**Supplied material**.
::::::

//! Identity and session values exchanged between the OAuth flow and the
//! reconciliation logic.

use serde::{Deserialize, Serialize};
use time::OffsetDateTime;

use crate::domain::types::IdentityProvider;

/// User identity returned by a completed OAuth handshake.
#[derive(Debug, Clone, Default, PartialEq, Eq, Serialize, Deserialize)]
pub struct AuthenticatedIdentity {
    pub name: Option<String>,
    pub email: Option<String>,
    pub image: Option<String>,
}

/// Provider account that vouched for an [`AuthenticatedIdentity`].
#[derive(Debug, Clone, PartialEq, Eq, Serialize, Deserialize)]
pub struct ProviderAccount {
    /// Provider name as issued by the sign-in callback, e.g. `github`.
    pub provider: String,
    pub provider_account_id: String,
}

impl ProviderAccount {
    pub fn github(account_id: impl Into<String>) -> Self {
        Self {
            provider: IdentityProvider::Github.as_str().to_string(),
            provider_account_id: account_id.into(),
        }
    }

    pub fn supported_provider(&self) -> Option<IdentityProvider> {
        IdentityProvider::from_name(&self.provider)
    }
}

/// The `user` half of a session.
///
/// `name`, `email` and `image` come from the identity at sign-in. The remaining
/// fields are filled by hydration and stay `None` when it finds no author or
/// fails.
#[derive(Debug, Clone, Default, PartialEq, Eq, Serialize, Deserialize)]
pub struct SessionUser {
    pub name: Option<String>,
    pub email: Option<String>,
    pub image: Option<String>,
    #[serde(default, skip_serializing)]
    pub id: Option<String>,
    #[serde(default, skip_serializing)]
    pub trusted: Option<bool>,
    #[serde(default, skip_serializing)]
    pub joined_at: Option<OffsetDateTime>,
    #[serde(default, skip_serializing)]
    pub post_count: Option<u64>,
}

impl SessionUser {
    pub fn from_identity(identity: &AuthenticatedIdentity) -> Self {
        Self {
            name: identity.name.clone(),
            email: identity.email.clone(),
            image: identity.image.clone(),
            ..Self::default()
        }
    }

    /// Name shown in the page header, falling back to the email.
    pub fn display_name(&self) -> &str {
        self.name
            .as_deref()
            .or(self.email.as_deref())
            .unwrap_or("Signed in")
    }

    pub fn is_hydrated(&self) -> bool {
        self.id.is_some()
    }
}

/// Per-browser authenticated context. Only the identity half is persisted in
/// the cookie; hydration fields are recomputed on every read.
#[derive(Debug, Clone, PartialEq, Eq, Serialize, Deserialize)]
pub struct Session {
    pub user: SessionUser,
    #[serde(with = "time::serde::rfc3339")]
    pub expires: OffsetDateTime,
}

impl Session {
    pub fn is_expired(&self, now: OffsetDateTime) -> bool {
        self.expires <= now
    }
}

#[cfg(test)]
mod tests {
    use super::*;
    use time::macros::datetime;

    #[test]
    fn hydration_fields_are_not_persisted() {
        let session = Session {
            user: SessionUser {
                name: Some("A".into()),
                email: Some("a@x.com".into()),
                image: None,
                id: Some("author-1".into()),
                trusted: Some(true),
                joined_at: Some(datetime!(2024-01-01 0:00 UTC)),
                post_count: Some(3),
            },
            expires: datetime!(2024-02-01 0:00 UTC),
        };

        let encoded = serde_json::to_string(&session).expect("encode");
        let decoded: Session = serde_json::from_str(&encoded).expect("decode");
        assert_eq!(decoded.user.email.as_deref(), Some("a@x.com"));
        assert!(!decoded.user.is_hydrated());
        assert_eq!(decoded.user.post_count, None);
    }

    #[test]
    fn github_accounts_are_supported() {
        assert_eq!(
            ProviderAccount::github("42").supported_provider(),
            Some(IdentityProvider::Github)
        );
        let other = ProviderAccount {
            provider: "google".into(),
            provider_account_id: "1".into(),
        };
        assert_eq!(other.supported_provider(), None);
    }
}
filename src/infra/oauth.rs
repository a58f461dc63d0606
//! GitHub OAuth web flow.

use std::time::Duration;

use reqwest::{Client, Response, Url, header::ACCEPT};
use serde::{Deserialize, de::DeserializeOwned};
use thiserror::Error;

use crate::domain::identity::{AuthenticatedIdentity, ProviderAccount};

pub const SCOPES: &str = "read:user user:email";

#[derive(Debug, Error)]
pub enum OAuthError {
    #[error("invalid URL: {0}")]
    Url(#[from] url::ParseError),
    #[error("http error: {0}")]
    Http(#[from] reqwest::Error),
    #[error("provider responded with status {status}: {body}")]
    Status { status: u16, body: String },
    #[error("provider rejected the authorization code: {0}")]
    Rejected(String),
    #[error("failed to parse provider response: {0}")]
    Decode(String),
}

#[derive(Debug, Clone)]
pub struct GithubOptions {
    pub client_id: String,
    pub client_secret: String,
    /// Absolute callback URL registered with the OAuth app.
    pub redirect_uri: Url,
    pub web_base: Option<Url>,
    pub api_base: Option<Url>,
    pub timeout: Duration,
}

#[derive(Debug, Deserialize)]
struct TokenResponse {
    access_token: Option<String>,
    error: Option<String>,
    error_description: Option<String>,
}

#[derive(Debug, Clone, Deserialize)]
pub struct GithubUser {
    pub id: u64,
    pub login: String,
    pub name: Option<String>,
    pub email: Option<String>,
    pub avatar_url: Option<String>,
}

#[derive(Debug, Clone, Deserialize)]
pub struct GithubEmail {
    pub email: String,
    #[serde(default)]
    pub primary: bool,
    #[serde(default)]
    pub verified: bool,
}

#[derive(Clone, Debug)]
pub struct GithubOAuth {
    client: Client,
    web_base: Url,
    api_base: Url,
    client_id: String,
    client_secret: String,
    redirect_uri: Url,
}

impl GithubOAuth {
    pub fn new(options: GithubOptions) -> Result<Self, OAuthError> {
        let web_base = match options.web_base {
            Some(base) => base.join("/")?,
            None => Url::parse("https://github.com/")?,
        };
        let api_base = match options.api_base {
            Some(base) => base.join("/")?,
            None => Url::parse("https://api.github.com/")?,
        };
        let client = Client::builder()
            .user_agent(concat!("blogers/", env!("CARGO_PKG_VERSION")))
            .timeout(options.timeout)
            .build()?;

        Ok(Self {
            client,
            web_base,
            api_base,
            client_id: options.client_id,
            client_secret: options.client_secret,
            redirect_uri: options.redirect_uri,
        })
    }

    pub fn authorize_url(&self, state: &str) -> Result<Url, OAuthError> {
        let mut url = self.web_base.join("login/oauth/authorize")?;
        url.query_pairs_mut()
            .append_pair("client_id", &self.client_id)
            .append_pair("redirect_uri", self.redirect_uri.as_str())
            .append_pair("scope", SCOPES)
            .append_pair("state", state);
        Ok(url)
    }

    pub async fn exchange_code(&self, code: &str) -> Result<String, OAuthError> {
        let url = self.web_base.join("login/oauth/access_token")?;
        let resp = self
            .client
            .post(url)
            .header(ACCEPT, "application/json")
            .json(&serde_json::json!({
                "client_id": self.client_id,
                "client_secret": self.client_secret,
                "code": code,
                "redirect_uri": self.redirect_uri.as_str(),
            }))
            .send()
            .await?;
        let body: TokenResponse = Self::handle(resp).await?;

        match (body.access_token, body.error) {
            (Some(token), None) if !token.is_empty() => Ok(token),
            (_, error) => Err(OAuthError::Rejected(
                body.error_description
                    .or(error)
                    .unwrap_or_else(|| "missing access token".to_string()),
            )),
        }
    }

    pub async fn fetch_user(&self, token: &str) -> Result<GithubUser, OAuthError> {
        self.get_json("user", token).await
    }

    pub async fn fetch_emails(&self, token: &str) -> Result<Vec<GithubEmail>, OAuthError> {
        self.get_json("user/emails", token).await
    }

    /// Complete the handshake for `code` and return the signed-in identity.
    pub async fn authenticate(
        &self,
        code: &str,
    ) -> Result<(AuthenticatedIdentity, ProviderAccount), OAuthError> {
        let token = self.exchange_code(code).await?;
        let user = self.fetch_user(&token).await?;
        let email = match user.email.clone().filter(|email| !email.is_empty()) {
            Some(email) => Some(email),
            None => primary_email(&self.fetch_emails(&token).await?),
        };
        Ok(identity_from_user(user, email))
    }

    async fn get_json<T: DeserializeOwned>(&self, path: &str, token: &str) -> Result<T, OAuthError> {
        let url = self.api_base.join(path)?;
        let resp = self
            .client
            .get(url)
            .bearer_auth(token)
            .header(ACCEPT, "application/vnd.github+json")
            .send()
            .await?;
        Self::handle(resp).await
    }

    async fn handle<T: DeserializeOwned>(resp: Response) -> Result<T, OAuthError> {
        let status = resp.status();
        let bytes = resp.bytes().await?;
        if !status.is_success() {
            return Err(OAuthError::Status {
                status: status.as_u16(),
                body: String::from_utf8_lossy(&bytes).into_owned(),
            });
        }
        serde_json::from_slice(&bytes).map_err(|e| OAuthError::Decode(e.to_string()))
    }
}

fn primary_email(emails: &[GithubEmail]) -> Option<String> {
    emails
        .iter()
        .find(|entry| entry.primary && entry.verified)
        .or_else(|| emails.iter().find(|entry| entry.verified))
        .map(|entry| entry.email.clone())
}

pub fn identity_from_user(
    user: GithubUser,
    email: Option<String>,
) -> (AuthenticatedIdentity, ProviderAccount) {
    let name = user
        .name
        .filter(|name| !name.trim().is_empty())
        .unwrap_or(user.login);
    let identity = AuthenticatedIdentity {
        name: Some(name),
        email,
        image: user.avatar_url.filter(|url| !url.is_empty()),
    };
    (identity, ProviderAccount::github(user.id.to_string()))
}

#[cfg(test)]
mod tests {
    use super::*;

    fn user() -> GithubUser {
        GithubUser {
            id: 7,
            login: "octo".into(),
            name: None,
            email: None,
            avatar_url: Some("https://avatars/7".into()),
        }
    }

    #[test]
    fn login_stands_in_for_missing_name() {
        let (identity, account) = identity_from_user(user(), Some("o@x.com".into()));
        assert_eq!(identity.name.as_deref(), Some("octo"));
        assert_eq!(identity.image.as_deref(), Some("https://avatars/7"));
        assert_eq!(account, ProviderAccount::github("7"));
    }

    #[test]
    fn primary_verified_email_wins() {
        let emails = vec![
            GithubEmail {
                email: "old@x.com".into(),
                primary: false,
                verified: true,
            },
            GithubEmail {
                email: "main@x.com".into(),
                primary: true,
                verified: true,
            },
        ];
        assert_eq!(primary_email(&emails).as_deref(), Some("main@x.com"));
        assert_eq!(primary_email(&[]), None);
    }

    #[test]
    fn authorize_url_carries_state_and_scopes() {
        let oauth = GithubOAuth::new(GithubOptions {
            client_id: "cid".into(),
            client_secret: "secret".into(),
            redirect_uri: Url::parse("http://localhost:3000/api/auth/callback/github")
                .expect("url"),
            web_base: None,
            api_base: None,
            timeout: Duration::from_secs(5),
        })
        .expect("client");

        let url = oauth.authorize_url("abc").expect("url");
        let pairs: Vec<(String, String)> = url.query_pairs().into_owned().collect();
        assert!(url.as_str().starts_with("https://github.com/login/oauth/authorize?"));
        assert!(pairs.contains(&("state".into(), "abc".into())));
        assert!(pairs.contains(&("scope".into(), SCOPES.into())));
    }
}
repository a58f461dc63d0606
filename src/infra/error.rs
use thiserror::Error;

#[derive(Debug, Error)]
pub enum InfraError {
    #[error("io error: {0}")]
    Io(#[from] std::io::Error),
    #[error("telemetry initialization failed: {0}")]
    Telemetry(String),
    #[error("configuration error: {message}")]
    Configuration { message: String },
}

impl InfraError {
    pub fn configuration(message: impl Into<String>) -> Self {
        Self::Configuration {
            message: message.into(),
        }
    }

    pub fn telemetry(message: impl Into<String>) -> Self {
        Self::Telemetry(message.into())
    }
}
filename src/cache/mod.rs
//! Incremental regeneration of public pages.
//!
//! Rendered pages are kept for a revalidation window (`[pages]
//! revalidate_seconds`) and rebuilt on the first request after it lapses.
//! Content writes flush the whole cache.

mod config;
mod lock;
mod middleware;
mod store;

pub use config::PageCacheConfig;
pub use middleware::{CACHE_STATUS_HEADER, PageCacheState, page_cache_layer};
pub use store::{CachedPage, PageCache, PageKey};
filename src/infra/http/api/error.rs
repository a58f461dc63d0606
use std::fmt::Display;

use axum::Json;
use axum::http::StatusCode;
use axum::response::{IntoResponse, Response};
use blogers_api_types::ErrorResponse;

use crate::application::error::ErrorReport;

/// JSON error body `{"message": ..., "error": ...}` plus a report for the
/// response logger.
#[derive(Debug)]
pub struct ApiError {
    status: StatusCode,
    message: &'static str,
    detail: Option<String>,
}

impl ApiError {
    pub fn new(status: StatusCode, message: &'static str, detail: Option<String>) -> Self {
        Self {
            status,
            message,
            detail,
        }
    }

    pub fn bad_request(message: &'static str) -> Self {
        Self::new(StatusCode::BAD_REQUEST, message, None)
    }

    pub fn unauthorized() -> Self {
        Self::new(StatusCode::UNAUTHORIZED, "Authentication required", None)
    }

    pub fn not_found(message: &'static str) -> Self {
        Self::new(StatusCode::NOT_FOUND, message, None)
    }

    pub fn method_not_allowed() -> Self {
        Self::new(StatusCode::METHOD_NOT_ALLOWED, "Method not allowed", None)
    }

    /// Store or upstream failure; the cause is echoed in `error`.
    pub fn internal(message: &'static str, cause: &dyn Display) -> Self {
        Self::new(
            StatusCode::INTERNAL_SERVER_ERROR,
            message,
            Some(cause.to_string()),
        )
    }

    pub fn status(&self) -> StatusCode {
        self.status
    }
}

impl IntoResponse for ApiError {
    fn into_response(self) -> Response {
        let report = ErrorReport::from_message(
            "infra::http::api",
            self.status,
            match &self.detail {
                Some(detail) => format!("{}: {detail}", self.message),
                None => self.message.to_string(),
            },
        );
        let body = match self.detail {
            Some(detail) => ErrorResponse::with_detail(self.message, detail),
            None => ErrorResponse::new(self.message),
        };
        let mut response = (self.status, Json(body)).into_response();
        report.attach(&mut response);
        response
    }
}

#[cfg(test)]
mod tests {
    use super::*;

    #[tokio::test]
    async fn body_carries_message_and_detail() {
        let response = ApiError::internal("Failed to create blog", &"store down").into_response();
        assert_eq!(response.status(), StatusCode::INTERNAL_SERVER_ERROR);
        assert!(response.extensions().get::<ErrorReport>().is_some());

        let bytes = axum::body::to_bytes(response.into_body(), usize::MAX)
            .await
            .expect("body");
        let body: ErrorResponse = serde_json::from_slice(&bytes).expect("json");
        assert_eq!(body.message, "Failed to create blog");
        assert_eq!(body.error.as_deref(), Some("store down"));
    }

    #[test]
    fn client_errors_omit_detail() {
        let err = ApiError::bad_request("Missing required fields");
        assert_eq!(err.status(), StatusCode::BAD_REQUEST);
        assert!(err.detail.is_none());
    }
}
use std::sync::Once;

use metrics::{Unit, describe_counter, describe_gauge};
use tracing_error::ErrorLayer;
use tracing_subscriber::{
    EnvFilter, fmt,
    layer::{Layer, SubscriberExt},
    util::SubscriberInitExt,
};

use crate::config::{LogFormat, LoggingSettings};

use super::error::InfraError;

static METRIC_DESCRIPTIONS: Once = Once::new();

/// Install a global tracing subscriber using the provided logging settings.
pub fn init(logging: &LoggingSettings) -> Result<(), InfraError> {
    describe_metrics();

    let env_filter = EnvFilter::builder()
        .with_default_directive(logging.level.into())
        .from_env_lossy();

    let fmt_layer = match logging.format {
        LogFormat::Json => fmt::layer()
            .json()
            .with_current_span(true)
            .with_span_list(true)
            .with_target(true)
            .boxed(),
        LogFormat::Compact => fmt::layer().compact().with_target(true).boxed(),
    };

    tracing_subscriber::registry()
        .with(env_filter)
        .with(ErrorLayer::default())
        .with(fmt_layer)
        .try_init()
        .map_err(|err| {
            InfraError::telemetry(format!("failed to install tracing subscriber: {err}"))
        })
}

fn describe_metrics() {
    METRIC_DESCRIPTIONS.call_once(|| {
        describe_counter!(
            "blogers_sign_in_total",
            Unit::Count,
            "Sign-in reconciliations, labelled by outcome."
        );
        describe_counter!(
            "blogers_session_hydration_failures_total",
            Unit::Count,
            "Session reads whose author lookup or post count failed."
        );
        describe_counter!(
            "blogers_page_cache_hit_total",
            Unit::Count,
            "Public pages served from the regeneration cache."
        );
        describe_counter!(
            "blogers_page_cache_miss_total",
            Unit::Count,
            "Public pages rendered because no fresh cached copy existed."
        );
        describe_counter!(
            "blogers_page_cache_invalidation_total",
            Unit::Count,
            "Page cache flushes triggered by content writes."
        );
        describe_gauge!(
            "blogers_page_cache_entries",
            Unit::Count,
            "Pages currently held in the regeneration cache."
        );
    });
}
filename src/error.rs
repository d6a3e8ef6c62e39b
// Copyright 2026 Daniel Smith
//
// Licensed under the Apache License, Version 2.0 (the "License");
// you may not use this file except in compliance with the License.
// You may obtain a copy of the License at
//
//     http://www.apache.org/licenses/LICENSE-2.0
//
// Unless required by applicable law or agreed to in writing, software
// distributed under the License is distributed on an "AS IS" BASIS,
// WITHOUT WARRANTIES OR CONDITIONS OF ANY KIND, either express or implied.
// See the License for the specific language governing permissions and
// limitations under the License.

//! Error type shared by the terminal controller and the input loop.

use std::io;

/// Every failure here is fatal to the run; `main` decides how to exit.
#[derive(Debug, thiserror::Error)]
pub enum Error {
    #[error("tcgetattr() failed: {0}")]
    GetAttributes(#[source] io::Error),

    #[error("tcsetattr() failed entering raw mode: {0}")]
    SetAttributes(#[source] io::Error),

    #[error("tcsetattr() failed restoring terminal: {0}")]
    Restore(#[source] io::Error),

    #[error("read() failed: {0}")]
    Read(#[source] io::Error),

    #[error("write() failed: {0}")]
    Write(#[source] io::Error),
}

pub type Result<T> = std::result::Result<T, Error>;
// Copyright 2026 Daniel Smith
//
// Licensed under the Apache License, Version 2.0 (the "License");
// you may not use this file except in compliance with the License.
// You may obtain a copy of the License at
//
//     http://www.apache.org/licenses/LICENSE-2.0
//
// Unless required by applicable law or agreed to in writing, software
// distributed under the License is distributed on an "AS IS" BASIS,
// WITHOUT WARRANTIES OR CONDITIONS OF ANY KIND, either express or implied.
// See the License for the specific language governing permissions and
// limitations under the License.

//! The read-report loop.

use std::io::Write;

use crate::error::Result;
use crate::input::{ByteSource, ReadOutcome};
use crate::output;

/// Why the loop stopped. Both are normal exits.
#[derive(Clone, Copy, Debug, PartialEq, Eq)]
pub enum LoopEnd {
    Sentinel,
    EndOfStream,
}

/// Read and report bytes until `sentinel` is seen or the input ends.
///
/// A timeout is reported as the NUL byte. The sentinel is reported before
/// the loop stops, and nothing after it is read.
pub fn run(source: &mut impl ByteSource, out: &mut impl Write, sentinel: u8) -> Result<LoopEnd> {
    loop {
        let byte = match source.read_byte()? {
            ReadOutcome::Byte(b) => b,
            ReadOutcome::Timeout => b'\0',
            ReadOutcome::EndOfStream => {
                log::debug!("input stream ended");
                return Ok(LoopEnd::EndOfStream);
            }
        };

        output::report_byte(out, byte)?;

        if byte == sentinel {
            log::trace!("sentinel {} received", byte);
            return Ok(LoopEnd::Sentinel);
        }
    }
}
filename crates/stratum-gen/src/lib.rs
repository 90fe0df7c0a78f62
pub mod context;
pub mod contribution;
pub mod generator;
pub mod plugin;
pub mod plugins;
pub mod resolver;

pub use context::{EntityView, GenerationContext};
pub use contribution::{ClassPlan, Constant, Member, Method, Param, Receiver, TraitImpl};
pub use generator::{EntityGenerator, GenerateError};
pub use plugin::{GeneratorPlugin, PluginId, PluginRegistry};
pub use resolver::{PluginResolver, ResolveError};

///
/// Prelude
///

pub mod prelude {
    pub use crate::{
        context::{EntityView, GenerationContext},
        contribution::{ClassPlan, Constant, Member, Method, Param, Receiver, TraitImpl},
        generator::{EntityGenerator, GenerateError},
        plugin::{GeneratorPlugin, PluginId, PluginRegistry},
        resolver::{PluginResolver, ResolveError},
    };
}
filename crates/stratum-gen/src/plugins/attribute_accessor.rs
use crate::{
    context::GenerationContext,
    contribution::{Method, Receiver},
    plugin::{GeneratorPlugin, PluginId},
    plugins::{ConstantPlugin, MemberPlugin, is_copy_kind, member_type, variant_name},
};
use convert_case::{Case, Casing};

///
/// AttributeAccessorPlugin
///
/// Typed getter/setter per attribute. Enum attributes additionally get a
/// lenient raw-value setter and an `is_` predicate per declared value.
///

pub struct AttributeAccessorPlugin;

impl AttributeAccessorPlugin {
    pub const ID: PluginId = "attribute-accessor";
}

impl GeneratorPlugin for AttributeAccessorPlugin {
    fn id(&self) -> PluginId {
        Self::ID
    }

    fn dependencies(&self) -> &[PluginId] {
        &[MemberPlugin::ID, ConstantPlugin::ID]
    }

    fn generate(&self, ctx: &mut GenerationContext) {
        ctx.contribute(Self::ID, |plan, view| {
            for attribute in view.attributes() {
                let name = &attribute.name;
                let ty = member_type(attribute);

                let mut getter = Method::new(format!("get_{name}"), Receiver::Ref).returns(&ty);
                if is_copy_kind(attribute.kind) {
                    getter.line(format!("self.{name}"));
                } else {
                    getter.line(format!("self.{name}.clone()"));
                }
                plan.add_method(getter);

                let mut setter =
                    Method::new(format!("set_{name}"), Receiver::Mut).with_param("value", &ty);
                setter.line(format!("self.{name} = value;"));
                plan.add_method(setter);

                if attribute.is_enum() {
                    let enum_type = attribute.type_name.as_deref().unwrap_or_default();

                    let mut from_value = Method::new(format!("set_{name}_from_value"), Receiver::Mut)
                        .with_param("value", "Option<&str>");
                    from_value.line(format!("self.{name} = value.and_then({enum_type}::from_value);"));
                    plan.add_method(from_value);

                    for value in &attribute.enum_values {
                        let mut predicate = Method::new(
                            format!("is_{name}_{}", value.to_case(Case::Snake)),
                            Receiver::Ref,
                        )
                        .returns("bool");
                        predicate.line(format!(
                            "self.{name} == Some({enum_type}::{})",
                            variant_name(value)
                        ));
                        plan.add_method(predicate);
                    }
                }
            }
        });
    }
}
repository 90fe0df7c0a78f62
use crate::{
    err, error::ErrorTree, node::ValidateNode, types::AttributeKind, validate::naming::validate_ident,
};
use serde::Serialize;

///
/// Attribute
///
/// Scalar, enum, or embedded-object field of an entity. `column` is the
/// storage column identity; `sequence` names the external auto-generation
/// strategy for primary-key attributes that use one.
///

#[derive(Clone, Debug, Serialize)]
pub struct Attribute {
    pub name: String,
    pub column: String,
    pub kind: AttributeKind,
    pub nullable: bool,
    pub primary_key: bool,

    #[serde(skip_serializing_if = "Option::is_none")]
    pub length: Option<u32>,

    #[serde(skip_serializing_if = "Option::is_none")]
    pub type_name: Option<String>,

    #[serde(skip_serializing_if = "Vec::is_empty")]
    pub enum_values: Vec<String>,

    #[serde(skip_serializing_if = "Option::is_none")]
    pub sequence: Option<String>,
}

impl Attribute {
    #[must_use]
    pub fn new(name: impl Into<String>, column: impl Into<String>, kind: AttributeKind) -> Self {
        Self {
            name: name.into(),
            column: column.into(),
            kind,
            nullable: true,
            primary_key: false,
            length: None,
            type_name: None,
            enum_values: Vec::new(),
            sequence: None,
        }
    }

    #[must_use]
    pub fn primary_key(mut self) -> Self {
        self.primary_key = true;
        self
    }

    #[must_use]
    pub fn with_length(mut self, length: u32) -> Self {
        self.length = Some(length);
        self
    }

    /// Target type for `Object` and `Enum` kinds.
    #[must_use]
    pub fn with_type_name(mut self, type_name: impl Into<String>) -> Self {
        self.type_name = Some(type_name.into());
        self
    }

    #[must_use]
    pub fn with_enum_values<I, S>(mut self, values: I) -> Self
    where
        I: IntoIterator<Item = S>,
        S: Into<String>,
    {
        self.enum_values = values.into_iter().map(Into::into).collect();
        self
    }

    /// Name of the external sequence consulted for auto-generation.
    #[must_use]
    pub fn with_sequence(mut self, sequence: impl Into<String>) -> Self {
        self.sequence = Some(sequence.into());
        self
    }

    #[must_use]
    pub fn is_enum(&self) -> bool {
        self.kind == AttributeKind::Enum
    }

    #[must_use]
    pub fn is_object(&self) -> bool {
        self.kind == AttributeKind::Object
    }
}

impl ValidateNode for Attribute {
    fn validate(&self) -> Result<(), ErrorTree> {
        let mut errs = ErrorTree::new();

        if let Err(e) = validate_ident(&self.name) {
            err!(errs, "attribute name: {e}");
        }
        if self.column.is_empty() {
            err!(errs, "attribute '{0}' has an empty column name", self.name);
        }
        if self.kind.requires_type_name() && self.type_name.is_none() {
            err!(
                errs,
                "attribute '{0}' of kind '{1}' must name a target type",
                self.name,
                self.kind.as_str()
            );
        }
        if self.is_enum() && self.enum_values.is_empty() {
            err!(errs, "enum attribute '{0}' declares no values", self.name);
        }
        if !self.is_enum() && !self.enum_values.is_empty() {
            err!(
                errs,
                "attribute '{0}' of kind '{1}' must not declare enum values",
                self.name,
                self.kind.as_str()
            );
        }
        if self.sequence.is_some() && !self.primary_key {
            err!(
                errs,
                "attribute '{0}' declares a sequence but is not a primary key",
                self.name
            );
        }

        errs.result()
    }
}
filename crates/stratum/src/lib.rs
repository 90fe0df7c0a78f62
//! Stratum: schema-first data-access generation and the object-graph
//! serialization runtime generated classes build on.
//!
//! An external loader builds a [`schema::Schema`]; the generation layer
//! turns each entity into an ordered [`codegen::ClassPlan`] of member/method
//! contributions for an external source emitter; the runtime layer is the
//! contract the emitted classes implement at run time.

pub use stratum_gen as codegen;
pub use stratum_runtime as runtime;
pub use stratum_schema as schema;

///
/// Prelude
///

pub mod prelude {
    pub use stratum_gen::prelude::*;
    pub use stratum_runtime::prelude::*;
    pub use stratum_schema::prelude::*;
}
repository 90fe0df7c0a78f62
///
/// EnumValue
///
/// Mapping between a generated enum and its underlying string value on the
/// wire. `from_value` is lenient: an unrecognized raw value is None, which
/// ingestion stores as a null enum rather than failing.
///

pub trait EnumValue: Sized {
    fn as_value(&self) -> &'static str;

    fn from_value(value: &str) -> Option<Self>;
}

::::::

**What to produce**.
Could you transcribe the entries exactly, from the first line through the line containing "sign-in. The remaining", and give nothing more?

**Solution to the problem**.
//! Identity and session values exchanged between the OAuth flow and the
//! reconciliation logic.

use serde::{Deserialize, Serialize};
use time::OffsetDateTime;

use crate::domain::types::IdentityProvider;

/// User identity returned by a completed OAuth handshake.
#[derive(Debug, Clone, Default, PartialEq, Eq, Serialize, Deserialize)]
pub struct AuthenticatedIdentity {
    pub name: Option<String>,
    pub email: Option<String>,
    pub image: Option<String>,
}

/// Provider account that vouched for an [`AuthenticatedIdentity`].
#[derive(Debug, Clone, PartialEq, Eq, Serialize, Deserialize)]
pub struct ProviderAccount {
    /// Provider name as issued by the sign-in callback, e.g. `github`.
    pub provider: String,
    pub provider_account_id: String,
}

impl ProviderAccount {
    pub fn github(account_id: impl Into<String>) -> Self {
        Self {
            provider: IdentityProvider::Github.as_str().to_string(),
            provider_account_id: account_id.into(),
        }
    }

    pub fn supported_provider(&self) -> Option<IdentityProvider> {
        IdentityProvider::from_name(&self.provider)
    }
}

/// The `user` half of a session.
///
/// `name`, `email` and `image` come from the identity at sign-in. The remaining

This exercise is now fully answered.